U.S. stocks neared record highs on Thursday after several economic reports came in close to expectations.
The Standard & Poor’s 500 rose 0.7%, bringing it back within 1.3% of the record it set in July after a volatile summer and on track for its fourth winning week in the past five.
The Dow Jones Industrial Average rose 0.6%, and the Nasdaq Composite added 1%.
Nvidia was the strongest force lifting the S&P 500, rising another 1.9%, bringing its gains to nearly 16% this week. The company’s shares have stabilized recently after falling more than 20% over the summer on concerns that investors had bid up the stock too much in an enthusiasm for artificial intelligence technology.
That helped offset a 12.4% drop in Moderna and other major tech stocks after the vaccine maker said it now expects to break even in 2028, beating its earlier forecast of 2026. The company saw its sales plummet due to the impact of COVID-19. It also plans to cut research and development spending by 20% between 2025 and 2028 due to the pandemic.
In the bond market, Treasury yields remained relatively steady while reports on job cuts and inflation contained few surprises. The data did little to change the market’s prevailing view that the U.S. economy is slowing along with inflation and that the Federal Reserve will cut interest rates next week in the hope of protecting the job market and staving off a recession.
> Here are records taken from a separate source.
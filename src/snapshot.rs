// Copyright (c) 2025 Soumyadip Sarkar.
// All rights reserved.
//
// This source code is licensed under the license found in the
// LICENSE file in the root directory of this source tree.

use crate::kv::KeyValueStore;
use anyhow::{Context, Result};
use serde::de::DeserializeOwned;
use serde::{Deserialize, Serialize};

pub const SNAPSHOT_VERSION: u32 = 1;

/// Versioned envelope written to the key-value sink. The version tag lets a
/// future migration distinguish old state from garbage.
#[derive(Debug, Serialize, Deserialize)]
struct Snapshot<T> {
    version: u32,
    state: T,
}

/// Rehydrate a store's state from its slot. A missing key, unparseable
/// payload, or unknown version all yield the default state; startup never
/// fails on bad persisted data.
pub fn load_or_default<T>(kv: &dyn KeyValueStore, key: &str) -> T
where
    T: DeserializeOwned + Default,
{
    let raw = match kv.get(key) {
        Ok(Some(raw)) => raw,
        _ => return T::default(),
    };
    match serde_json::from_str::<Snapshot<T>>(&raw) {
        Ok(snap) if snap.version == SNAPSHOT_VERSION => snap.state,
        _ => T::default(),
    }
}

pub fn save<T: Serialize>(kv: &dyn KeyValueStore, key: &str, state: &T) -> Result<()> {
    let snap = Snapshot {
        version: SNAPSHOT_VERSION,
        state,
    };
    let raw = serde_json::to_string(&snap).context("Serialize snapshot")?;
    kv.set(key, &raw)
        .with_context(|| format!("Persist snapshot '{}'", key))
}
The number of U.S. workers applying for unemployment benefits rose last week but remains low compared to historical records, according to a report. Wholesale prices rose 1.7% in August from a year earlier, another person said. That slowed from July’s inflation rate, but an underlying measure that economists view as a better predictor of future trends also rose more than expected.
The inflation data was similar to Wednesday’s report on U.S. consumer-level prices, which led traders to continue to expect the Fed to cut interest rates by its usual size of a quarter-point next week, rather than the larger half-point cut that some had expected.
Lower interest rates help the economy and boost investment prices, but they can also lead to more inflation.
In the bond market, the yield on the 10-year Treasury note edged up to 3.68 percent from 3.66 percent late Wednesday, stabilizing somewhat after falling since April on expectations of upcoming rate cuts. The easing has helped push the average U.S. 30-year mortgage rate to a 19-month low this week, according to Freddie Mac.
The cut would be the first in more than four years as the Fed focuses on fighting inflation. Across the Atlantic, moves to protect the economy have already begun: The European Central Bank cut interest rates by a quarter percentage point for the second time on Thursday in a bid to support economic growth.
UBS strategists said much of the focus will be on how much the Fed cuts rates in September, but a more important factor is how much total cut the central bank ultimately ends up with, and how much the market has already priced in. Most traders expect cuts of more than 2 percentage points over the course of next year, bringing the federal funds rate from its current range of 5.25% to 5.50%, according to CME Group data.
“Any deviation from this path, whether it be a resurgence in inflation or the risk of a recession, would be difficult for markets to accept,” the strategists, led by Jonathan Golub, said in a statement.
On Wall Street, Kroger Co. rose 7.2 percent after it said its latest quarterly profit beat analysts’ expectations. The grocer’s revenue missed expectations but it raised the lower end of its forecast range for a key earnings measure for the full year.
Alaska Air Group Inc. rose 1.2 percent after raising its summer profit outlook. The airline said a key underlying measure of revenue will probably be higher than a year ago. Fuel costs could also be lower than expected.
American Airlines rose 1 percent after flight attendants voted to ratify their labor contract and avoid a potential strike.
Overall, the S&P 500 rose 41.63 points to 5,595.76, the Dow added 235.06 points to 41,096.77 and the Nasdaq added 174.15 points to 17,569.68.
Overseas stock markets saw indexes rise across most of Europe, while Japan’s Nikkei stood out in Asia, rising 3.4%, clawing back some of its steep losses after a seven-day losing streak.
Cho is a contributing writer for The Associated Press. Associated Press writers Yuri Kageyama and Matt Ott contributed to this report.